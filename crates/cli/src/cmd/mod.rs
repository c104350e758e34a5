mod cache;
mod info;
mod plan;
mod recipes;
mod render;

pub use cache::cmd_cache;
pub use info::cmd_info;
pub use plan::cmd_plan;
pub use recipes::cmd_recipes;
pub use render::{RenderFormat, cmd_render};

use std::path::Path;

use anyhow::{Context, Result};
use tracing::debug;

use vmprov_lib::config::BuildOptions;
use vmprov_lib::eval::evaluate_config;
use vmprov_lib::platform::GuestPlatform;
use vmprov_lib::recipes::default_registry;
use vmprov_lib::session::Session;

/// Environment defaults, with `--platform` taking precedence.
fn build_options(platform: Option<GuestPlatform>) -> Result<BuildOptions> {
  let mut options = BuildOptions::from_env().context("Invalid build options in environment")?;
  if let Some(platform) = platform {
    options.platform = platform;
  }
  Ok(options)
}

fn evaluate(config: &Path, options: &BuildOptions) -> Result<Session> {
  let registry = default_registry().context("Failed to build recipe registry")?;
  debug!(config = %config.display(), platform = %options.platform, "evaluating provisioning file");
  evaluate_config(config, options, &registry)
    .with_context(|| format!("Failed to evaluate config: {}", config.display()))
}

◆ Work order
Locate the line with "to build recipe" in the entries above; extract it and every line after it, verbatim.

◆ Result below
  let registry = default_registry().context("Failed to build recipe registry")?;
  debug!(config = %config.display(), platform = %options.platform, "evaluating provisioning file");
  evaluate_config(config, options, &registry)
    .with_context(|| format!("Failed to evaluate config: {}", config.display()))
}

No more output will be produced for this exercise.